Cuba receives help from Mexico and Venezuela to control fire

(Reuters) – Cuba, with the cooperation of Mexico and Venezuela, appeared to be making progress on Sunday in controlling a fire at its main fuel storage facility that has killed one firefighter and left 16 missing amid the flames.

Black smoke from a burning oil tank is seen in Matanzas, Cuba, on Aug. 6, 2022. (YAMIL LAGE/AFP via Getty Images)

Lightning struck one of the eight fuel storage tanks at the Matanzas facility, located about 130 kilometers east of Havana, on Friday. Authorities have reported more than 4,500 evacuees in the area near the site.

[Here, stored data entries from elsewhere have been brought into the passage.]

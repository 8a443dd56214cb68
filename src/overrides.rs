//! Dotted-key helpers shared by the settings loader and the configuration store.
//!
//! Each `("log.level", Value)` pair is expanded into the nested table structure
//! needed for deep-merge with other layers.

use std::collections::HashSet;

use confique::meta::{FieldKind, Meta};
use toml::{Table, Value};

/// Convert dotted-key overrides into a nested `toml::Table`.
///
/// `("log.level", Value::String("debug"))` becomes `{log = {level = "debug"}}`.
///
/// If multiple entries target the same key, the last one wins.
pub fn overrides_to_table(entries: &[(String, Value)]) -> Table {
    let mut table = Table::new();
    for (dotted_key, value) in entries {
        set_nested(&mut table, dotted_key, value.clone());
    }
    table
}

/// Write `value` at `dotted_key`, creating intermediate tables.
/// An intermediate segment holding a non-table value is replaced by a table.
pub(crate) fn set_nested(table: &mut Table, dotted_key: &str, value: Value) {
    let (parents, leaf) = match dotted_key.rsplit_once('.') {
        Some((parents, leaf)) => (Some(parents), leaf),
        None => (None, dotted_key),
    };

    let mut current = table;
    for segment in parents.into_iter().flat_map(|p| p.split('.')) {
        let slot = current
            .entry(segment)
            .or_insert_with(|| Value::Table(Table::new()));
        if !slot.is_table() {
            *slot = Value::Table(Table::new());
        }
        let Value::Table(next) = slot else {
            unreachable!("slot was just made a table");
        };
        current = next;
    }

    current.insert(leaf.to_string(), value);
}

/// Read the value at `dotted_key`, if every segment resolves.
pub(crate) fn get_nested<'a>(table: &'a Table, dotted_key: &str) -> Option<&'a Value> {
    let (parents, leaf) = match dotted_key.rsplit_once('.') {
        Some((parents, leaf)) => (Some(parents), leaf),
        None => (None, dotted_key),
    };

    let mut current = table;
    for segment in parents.into_iter().flat_map(|p| p.split('.')) {
        current = current.get(segment)?.as_table()?;
    }
    current.get(leaf)
}

/// Collect all valid leaf key paths from a confique `Meta` tree.
///
/// Returns dotted paths like `"store_path"` or `"log.level"`. Section names
/// (nested structs) are excluded.
pub fn valid_keys(meta: &Meta) -> HashSet<String> {
    let mut keys = HashSet::new();
    collect_keys(meta, "", &mut keys);
    keys
}

fn collect_keys(meta: &Meta, prefix: &str, keys: &mut HashSet<String>) {
    for field in meta.fields {
        let dotted = if prefix.is_empty() {
            field.name.to_string()
        } else {
            format!("{prefix}.{}", field.name)
        };
        match &field.kind {
            FieldKind::Leaf { .. } => {
                keys.insert(dotted);
            }
            FieldKind::Nested { meta, .. } => {
                collect_keys(meta, &dotted, keys);
            }
        }
    }
}
//! The process-wide default logger.
//!
//! Libraries that cannot thread a [`Logger`] through their call graph can
//! log through these functions. The default instance has no sinks until one
//! is installed with [`set_default_logger`] or
//! [`FaultlineBuilder::install`](crate::FaultlineBuilder::install).

use std::error::Error as StdError;
use std::sync::{Arc, OnceLock};
use std::time::Duration;

use parking_lot::RwLock;

use faultline_capture::{CaptureRequest, Logger, SharedLogger};
use faultline_core::CategorizedRecord;

static DEFAULT_LOGGER: OnceLock<RwLock<SharedLogger>> = OnceLock::new();

fn slot() -> &'static RwLock<SharedLogger> {
    DEFAULT_LOGGER.get_or_init(|| RwLock::new(Arc::new(Logger::default())))
}

/// Get the default logger.
pub fn default_logger() -> SharedLogger {
    Arc::clone(&slot().read())
}

/// Replace the default logger, returning the previous one.
pub fn set_default_logger(logger: SharedLogger) -> SharedLogger {
    tracing::debug!(event = "default_logger_replaced");
    std::mem::replace(&mut *slot().write(), logger)
}

/// Capture through the default logger.
pub fn log_capture(request: CaptureRequest<'_>) -> Option<CategorizedRecord> {
    default_logger().capture(request)
}

/// Capture an `Error` record through the default logger.
pub fn log_error(message: impl Into<String>) -> Option<CategorizedRecord> {
    default_logger().error(message)
}

/// Capture a `Warning` record through the default logger.
pub fn log_warning(message: impl Into<String>) -> Option<CategorizedRecord> {
    default_logger().warning(message)
}

/// Capture an `Info` record through the default logger.
pub fn log_info(message: impl Into<String>) -> Option<CategorizedRecord> {
    default_logger().info(message)
}

/// Capture a `Fatal` record through the default logger.
pub fn log_fatal(message: impl Into<String>) -> Option<CategorizedRecord> {
    default_logger().fatal(message)
}

/// Capture a `PerfIssue` record through the default logger.
pub fn log_perf_issue(message: impl Into<String>) -> Option<CategorizedRecord> {
    default_logger().perf_issue(message)
}

/// Capture an `InvalidCodePath` record through the default logger.
pub fn log_invalid_code_path(message: impl Into<String>) -> Option<CategorizedRecord> {
    default_logger().invalid_code_path(message)
}

/// Capture an `Exception` record for `error` through the default logger.
pub fn log_exception<E: StdError + 'static>(error: &E) -> Option<CategorizedRecord> {
    default_logger().exception(error)
}

/// Run `f` under a threshold timer on the default logger.
pub fn time<T>(budget: Duration, f: impl FnOnce() -> T) -> T {
    default_logger().time(budget, f)
}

The head of the Communist Party in Matanzas, Susely Morfa, told local journalists that “there are no flames at this moment, only white smoke is emanating,” alluding to the first fuel tank that was struck by lightning on Friday.

The second tank, he said, is still burning, while a third, which officials feared would explode on Saturday night, “is being cooled with water at intervals, in order to maintain a suitable temperature that prevents combustion of the gases”.

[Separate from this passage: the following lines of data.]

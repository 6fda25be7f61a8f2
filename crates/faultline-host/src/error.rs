//! Error types for host context collection.

use std::fmt;

use thiserror::Error;

/// The part of the host context being read.
#[derive(Debug, Clone, Copy, PartialEq, Eq)]
pub enum HostPart {
    /// Authenticated identity.
    Identity,
    /// Request metadata.
    Request,
    /// Request body stream.
    RequestBody,
    /// Response metadata.
    Response,
    /// Session state.
    Session,
}

impl fmt::Display for HostPart {
    fn fmt(&self, f: &mut fmt::Formatter<'_>) -> fmt::Result {
        match self {
            HostPart::Identity => write!(f, "identity"),
            HostPart::Request => write!(f, "request"),
            HostPart::RequestBody => write!(f, "request body"),
            HostPart::Response => write!(f, "response"),
            HostPart::Session => write!(f, "session"),
        }
    }
}

/// Errors reading the host context.
#[derive(Debug, Error)]
pub enum HostError {
    /// The part is not available right now.
    #[error("Host {part} unavailable: {reason}")]
    Unavailable {
        /// The part that could not be read.
        part: HostPart,
        /// Why it is unavailable.
        reason: String,
    },

    /// The host panicked while the part was read.
    #[error("Host {part} reader panicked: {message}")]
    Panicked {
        /// The part being read.
        part: HostPart,
        /// The panic message.
        message: String,
    },
}

impl HostError {
    /// Create an unavailable error.
    pub fn unavailable(part: HostPart, reason: impl Into<String>) -> Self {
        HostError::Unavailable {
            part,
            reason: reason.into(),
        }
    }

    /// The part that failed.
    pub fn part(&self) -> HostPart {
        match self {
            HostError::Unavailable { part, .. }
            | HostError::Panicked { part, .. } => *part,
        }
    }
}

/// Result type for host operations.
pub type HostResult<T> = std::result::Result<T, HostError>;
//! # Faultline - Categorized Diagnostic Records
//!
//! Faultline captures a snapshot of program and environment state when
//! something noteworthy happens: an error, a fault with a cause chain, or a
//! timed region running over budget. Each snapshot is a
//! [`CategorizedRecord`] with a deterministic call-site signature for
//! grouping recurring events.
//!
//! ## Features
//!
//! - **Categorized records**: Facts grouped by category, serializable to JSON
//!   and renderable as an HTML report
//! - **Signatures**: Short hex fingerprints of the top interesting stack frames
//! - **Redaction**: Sensitive request fields replaced by length placeholders
//! - **Isolation**: Failing collaborators never break the caller
//! - **Threshold timers**: `PerfIssue` records for slow regions
//!
//! ## Quick Start
//!
//! ```
//! use faultline::prelude::*;
//!
//! let collected = Arc::new(CollectingExtension::new(100));
//! let logger = Faultline::builder()
//!     .with_subject_prefix("[shop] ")
//!     .with_extension(Arc::clone(&collected) as Arc<dyn Extension>)
//!     .build()
//!     .unwrap();
//!
//! let record = logger
//!     .capture(
//!         CaptureRequest::new(EventKind::Error)
//!             .message("payment declined for order {0}")
//!             .arg(4411)
//!             .enrich(|record| {
//!                 record.set_user_data("Gateway", "stripe");
//!                 Ok(())
//!             }),
//!     )
//!     .unwrap();
//!
//! assert_eq!(record.message(), "payment declined for order 4411");
//! assert_eq!(collected.len(), 1);
//! ```
//!
//! ## Architecture
//!
//! ```text
//! ┌─────────────────────────────────────────────────────────┐
//! │                    Your Application                     │
//! ├─────────────────────────────────────────────────────────┤
//! │                   faultline (facade)                    │
//! │          Faultline Builder · default logger             │
//! ├─────────────────────────────────────────────────────────┤
//! │                   faultline-capture                     │
//! │   Logger pipeline · signatures · faults · timers        │
//! ├──────────────────┬───────────────────┬──────────────────┤
//! │  faultline-host  │  faultline-sink   │  faultline-core  │
//! │  (request facts) │  (mail, file,     │  (records,       │
//! │                  │   extensions)     │   redaction)     │
//! └──────────────────┴───────────────────┴──────────────────┘
//! ```

use std::path::PathBuf;
use std::sync::Arc;

use faultline_capture::{CaptureError, LoggerBuilder, SharedLogger};
use faultline_core::{CaptureConfig, CategorizedRecord};
use faultline_host::HostContextProvider;
use faultline_sink::{Extension, FileExtension, LoggingExtension, MailTransport};

pub mod global;

// Re-export from sub-crates
pub use faultline_capture;
pub use faultline_core;
pub use faultline_host;
pub use faultline_sink;

pub use faultline_capture::{CaptureRequest, Fault, ThresholdTimer};
pub use faultline_core::{EventKind, FieldValue};
pub use global::{
    default_logger, log_capture, log_error, log_exception, log_fatal, log_info,
    log_invalid_code_path, log_perf_issue, log_warning, set_default_logger,
};

/// Main entry point for Faultline.
pub struct Faultline;

impl Faultline {
    /// Create a new logger builder.
    pub fn builder() -> FaultlineBuilder {
        FaultlineBuilder::new()
    }

    /// Create a logger with default configuration.
    pub fn with_defaults() -> Result<SharedLogger, FaultlineError> {
        FaultlineBuilder::new().build()
    }
}

/// Builder for configuring a logger.
pub struct FaultlineBuilder {
    config: CaptureConfig,
    logger: LoggerBuilder,
    json_file: Option<PathBuf>,
}

impl FaultlineBuilder {
    /// Create a new builder with default configuration.
    pub fn new() -> Self {
        Self {
            config: CaptureConfig::default(),
            logger: LoggerBuilder::new(),
            json_file: None,
        }
    }

    /// Replace the whole capture configuration.
    pub fn with_config(mut self, config: CaptureConfig) -> Self {
        self.config = config;
        self
    }

    // Capture limits

    /// Set the maximum captured form value length. Zero disables form capture.
    pub fn with_max_form_value_length(mut self, max: usize) -> Self {
        self.config.max_form_value_length = max;
        self
    }

    /// Set the maximum captured body length. Zero disables body capture.
    pub fn with_max_body_length(mut self, max: usize) -> Self {
        self.config.max_body_length = max;
        self
    }

    /// Include source file paths in the `CallStack` listing.
    pub fn with_file_paths_in_stack(mut self, enabled: bool) -> Self {
        self.config.include_file_paths_in_stack = enabled;
        self
    }

    /// Include session items.
    pub fn with_session_items(mut self, enabled: bool) -> Self {
        self.config.include_session_items = enabled;
        self
    }

    /// Set how many fault levels are flattened.
    pub fn with_max_exception_depth(mut self, depth: usize) -> Self {
        self.config.max_exception_depth = depth;
        self
    }

    /// Set the application version reported under `Process`.
    pub fn with_app_version(mut self, version: impl Into<String>) -> Self {
        self.config.app_version = Some(version.into());
        self
    }

    // Email

    /// Mail every record to `address`. Checked at build time.
    pub fn with_email_to(mut self, address: impl Into<String>) -> Self {
        self.config.email_to = Some(address.into());
        self
    }

    /// Also mail `Fatal` records to `address`. Checked at build time.
    pub fn with_fatal_email_to(mut self, address: impl Into<String>) -> Self {
        self.config.fatal_email_to = Some(address.into());
        self
    }

    /// Set the sender address. Checked at build time.
    pub fn with_email_from(mut self, address: impl Into<String>) -> Self {
        self.config.email_from = address.into();
        self
    }

    /// Set the subject line prefix.
    pub fn with_subject_prefix(mut self, prefix: impl Into<String>) -> Self {
        self.config.subject_prefix = prefix.into();
        self
    }

    /// Set the transport used for mail.
    pub fn with_mail_transport(mut self, transport: Arc<dyn MailTransport>) -> Self {
        self.logger = self.logger.with_mail_transport(transport);
        self
    }

    // Collaborators

    /// Read request facts from `provider`.
    pub fn with_host_context(mut self, provider: impl HostContextProvider + 'static) -> Self {
        self.logger = self.logger.with_host_context(provider);
        self
    }

    /// Only deliver records accepted by `predicate`.
    pub fn with_accept<F>(mut self, predicate: F) -> Self
    where
        F: Fn(&CategorizedRecord) -> bool + Send + Sync + 'static,
    {
        self.logger = self.logger.with_accept(predicate);
        self
    }

    /// Receive failures that happen inside captures.
    pub fn with_crash_handler<F>(mut self, handler: F) -> Self
    where
        F: Fn(&CaptureError) + Send + Sync + 'static,
    {
        self.logger = self.logger.with_crash_handler(handler);
        self
    }

    // Sinks

    /// Add an extension.
    pub fn with_extension(mut self, extension: Arc<dyn Extension>) -> Self {
        self.logger = self.logger.with_extension(extension);
        self
    }

    /// Forward records to `tracing`.
    pub fn with_tracing(self) -> Self {
        self.with_extension(Arc::new(LoggingExtension::new()))
    }

    /// Append records to a JSON-lines file. Opened at build time.
    pub fn with_json_file(mut self, path: impl Into<PathBuf>) -> Self {
        self.json_file = Some(path.into());
        self
    }

    /// Build the logger.
    pub fn build(self) -> Result<SharedLogger, FaultlineError> {
        let mut logger = self.logger.with_config(self.config);
        if let Some(path) = self.json_file {
            let file = FileExtension::open(&path).map_err(|source| FaultlineError::Io {
                path: path.clone(),
                source,
            })?;
            logger = logger.with_extension(Arc::new(file));
        }
        Ok(Arc::new(logger.build()?))
    }

    /// Build the logger and make it the process-wide default.
    pub fn install(self) -> Result<SharedLogger, FaultlineError> {
        let logger = self.build()?;
        global::set_default_logger(Arc::clone(&logger));
        Ok(logger)
    }
}

impl Default for FaultlineBuilder {
    fn default() -> Self {
        Self::new()
    }
}

/// Errors building a logger.
#[derive(Debug, thiserror::Error)]
pub enum FaultlineError {
    /// Invalid configuration.
    #[error("Configuration error: {0}")]
    Config(#[from] faultline_core::ConfigError),

    /// The JSON-lines file could not be opened.
    #[error("Failed to open {path}: {source}")]
    Io {
        /// The file path.
        path: PathBuf,
        /// The underlying IO error.
        source: std::io::Error,
    },
}

/// Prelude module for convenient imports.
pub mod prelude {
    // Main types
    pub use crate::{Faultline, FaultlineBuilder, FaultlineError};

    // Core types
    pub use faultline_core::{
        CaptureConfig, CategorizedRecord, EventKind, FieldMap, FieldValue, RecordId,
        RedactionPolicy,
    };

    // Capture types
    pub use faultline_capture::{
        CaptureError, CaptureRequest, Cancelled, Fault, Logger, SharedLogger, ThresholdTimer,
    };

    // Host types
    pub use faultline_host::{HostContext, HostContextProvider, RequestInfo, StaticHostContext};

    // Sink types
    pub use faultline_sink::{
        CollectingExtension, Extension, FileExtension, FnExtension, LoggingExtension,
        MailMessage, MailTransport, MemoryTransport, PickupDirectoryTransport,
    };

    // Common std types
    pub use std::sync::Arc;
    pub use std::time::Duration;
}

More than 100 people, many of them first responders, were injured – mainly by the second explosion – of whom 24 remain hospitalized, five in critical condition, according to local health authorities.

“We are facing an event that is not accidental in the country. It is a fire of high proportion (…), very difficult to control in Cuba where there are not all the means that are required, there is not all the technology and therefore we are counting on technical advice (…),” said President Miguel Díaz-Canel.

“The help is important, I would say it is vital and it is going to be decisive…,” he told state television.

Members of the Mexican army arrive at the Juan Gualberto Gómez International Airport in Matanzas province, Cuba, on Aug. 6, 2022. (YAMIL LAGE/AFP via Getty Images)

Military and civilian personnel from Mexico, as well as firefighters and technicians from Venezuela, with experience in handling fires caused by fuel, are cooperating with Cuban personnel and have transported foam, equipment and other fire-retardant chemical products to control the fire that is still it spreads.

Jorge Piñon, director of the Latin American and Caribbean Energy and Environment Program at the University of Texas at Austin, said each tank at the facility could store 300,000 barrels and provide fuel for power plants.